### Work required
Check each line of the records below and collect those that include the word "Internal".
╭─ Material for this task
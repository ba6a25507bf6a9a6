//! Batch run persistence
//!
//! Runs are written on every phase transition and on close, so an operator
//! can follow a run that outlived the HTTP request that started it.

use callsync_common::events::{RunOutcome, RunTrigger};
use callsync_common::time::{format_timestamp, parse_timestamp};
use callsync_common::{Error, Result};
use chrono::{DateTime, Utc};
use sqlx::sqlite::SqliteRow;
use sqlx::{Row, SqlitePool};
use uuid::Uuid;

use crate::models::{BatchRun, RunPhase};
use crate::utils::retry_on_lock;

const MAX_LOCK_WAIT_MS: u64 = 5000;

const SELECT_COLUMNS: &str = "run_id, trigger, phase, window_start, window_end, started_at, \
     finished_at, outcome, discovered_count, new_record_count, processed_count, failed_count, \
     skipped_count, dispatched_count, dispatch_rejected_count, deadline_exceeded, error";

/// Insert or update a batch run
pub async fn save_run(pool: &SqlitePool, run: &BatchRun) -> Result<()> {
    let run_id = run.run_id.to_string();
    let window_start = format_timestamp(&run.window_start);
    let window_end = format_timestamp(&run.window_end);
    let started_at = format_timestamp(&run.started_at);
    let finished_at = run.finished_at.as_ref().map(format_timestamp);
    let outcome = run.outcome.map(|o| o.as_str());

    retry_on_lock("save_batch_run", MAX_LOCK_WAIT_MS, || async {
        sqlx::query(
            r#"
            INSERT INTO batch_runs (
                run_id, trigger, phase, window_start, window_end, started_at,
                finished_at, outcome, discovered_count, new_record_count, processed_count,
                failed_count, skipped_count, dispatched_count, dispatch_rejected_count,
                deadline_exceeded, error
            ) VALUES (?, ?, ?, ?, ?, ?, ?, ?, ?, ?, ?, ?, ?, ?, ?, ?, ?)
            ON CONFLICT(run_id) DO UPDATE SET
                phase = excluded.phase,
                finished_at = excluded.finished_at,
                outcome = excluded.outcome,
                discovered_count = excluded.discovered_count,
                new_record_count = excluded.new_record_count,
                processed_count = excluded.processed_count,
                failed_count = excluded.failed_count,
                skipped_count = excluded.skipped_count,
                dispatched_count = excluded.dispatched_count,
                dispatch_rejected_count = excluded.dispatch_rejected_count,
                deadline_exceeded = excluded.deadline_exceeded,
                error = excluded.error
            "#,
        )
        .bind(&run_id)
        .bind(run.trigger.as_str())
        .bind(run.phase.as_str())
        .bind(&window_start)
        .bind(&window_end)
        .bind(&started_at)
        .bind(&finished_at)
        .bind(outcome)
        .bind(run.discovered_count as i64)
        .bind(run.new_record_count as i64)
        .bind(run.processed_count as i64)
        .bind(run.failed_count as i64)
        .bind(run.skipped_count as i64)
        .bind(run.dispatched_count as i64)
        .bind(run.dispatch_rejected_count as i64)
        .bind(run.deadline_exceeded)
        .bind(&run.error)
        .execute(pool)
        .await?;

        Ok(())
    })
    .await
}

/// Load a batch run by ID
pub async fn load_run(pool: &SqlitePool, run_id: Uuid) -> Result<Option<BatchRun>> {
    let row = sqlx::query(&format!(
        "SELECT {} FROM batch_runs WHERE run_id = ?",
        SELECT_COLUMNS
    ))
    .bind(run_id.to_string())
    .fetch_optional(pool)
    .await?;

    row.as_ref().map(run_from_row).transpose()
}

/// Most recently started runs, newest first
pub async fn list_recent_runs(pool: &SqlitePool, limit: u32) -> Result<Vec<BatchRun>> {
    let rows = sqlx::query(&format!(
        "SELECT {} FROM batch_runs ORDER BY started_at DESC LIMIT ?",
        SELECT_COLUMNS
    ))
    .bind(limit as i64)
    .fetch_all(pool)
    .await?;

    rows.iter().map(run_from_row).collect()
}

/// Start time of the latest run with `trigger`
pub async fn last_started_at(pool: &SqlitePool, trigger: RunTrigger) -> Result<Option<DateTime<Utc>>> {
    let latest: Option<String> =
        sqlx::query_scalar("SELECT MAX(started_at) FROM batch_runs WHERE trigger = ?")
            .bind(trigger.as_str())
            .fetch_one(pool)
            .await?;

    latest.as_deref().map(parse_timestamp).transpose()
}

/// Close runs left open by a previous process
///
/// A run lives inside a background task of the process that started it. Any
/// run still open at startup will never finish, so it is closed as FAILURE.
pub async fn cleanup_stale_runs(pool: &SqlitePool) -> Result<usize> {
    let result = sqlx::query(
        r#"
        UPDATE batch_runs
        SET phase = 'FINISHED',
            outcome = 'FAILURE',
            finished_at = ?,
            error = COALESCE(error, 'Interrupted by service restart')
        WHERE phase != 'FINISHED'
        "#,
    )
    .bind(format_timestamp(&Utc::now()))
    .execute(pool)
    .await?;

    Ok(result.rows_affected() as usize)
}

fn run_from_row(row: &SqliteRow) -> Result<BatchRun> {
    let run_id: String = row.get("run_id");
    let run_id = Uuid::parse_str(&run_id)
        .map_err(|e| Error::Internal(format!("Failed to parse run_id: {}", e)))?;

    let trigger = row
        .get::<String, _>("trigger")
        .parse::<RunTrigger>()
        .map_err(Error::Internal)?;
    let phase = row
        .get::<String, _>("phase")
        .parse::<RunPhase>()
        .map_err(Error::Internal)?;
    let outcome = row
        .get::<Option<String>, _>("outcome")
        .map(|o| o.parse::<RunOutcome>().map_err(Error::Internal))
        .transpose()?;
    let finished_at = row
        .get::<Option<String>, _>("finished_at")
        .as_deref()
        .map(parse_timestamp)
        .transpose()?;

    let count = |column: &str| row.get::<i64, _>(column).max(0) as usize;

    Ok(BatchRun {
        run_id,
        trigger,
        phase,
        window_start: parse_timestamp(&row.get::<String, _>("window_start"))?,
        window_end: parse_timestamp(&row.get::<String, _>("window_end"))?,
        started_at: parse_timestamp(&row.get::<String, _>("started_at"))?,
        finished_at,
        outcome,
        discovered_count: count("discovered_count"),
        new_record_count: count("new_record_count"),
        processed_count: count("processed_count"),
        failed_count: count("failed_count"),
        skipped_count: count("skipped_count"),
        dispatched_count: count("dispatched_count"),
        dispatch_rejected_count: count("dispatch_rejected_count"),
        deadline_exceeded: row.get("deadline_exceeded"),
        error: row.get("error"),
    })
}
╰─
### Exercise solution
        .map_err(|e| Error::Internal(format!("Failed to parse run_id: {}", e)))?;
        .map_err(Error::Internal)?;
        .map_err(Error::Internal)?;
        .map(|o| o.parse::<RunOutcome>().map_err(Error::Internal))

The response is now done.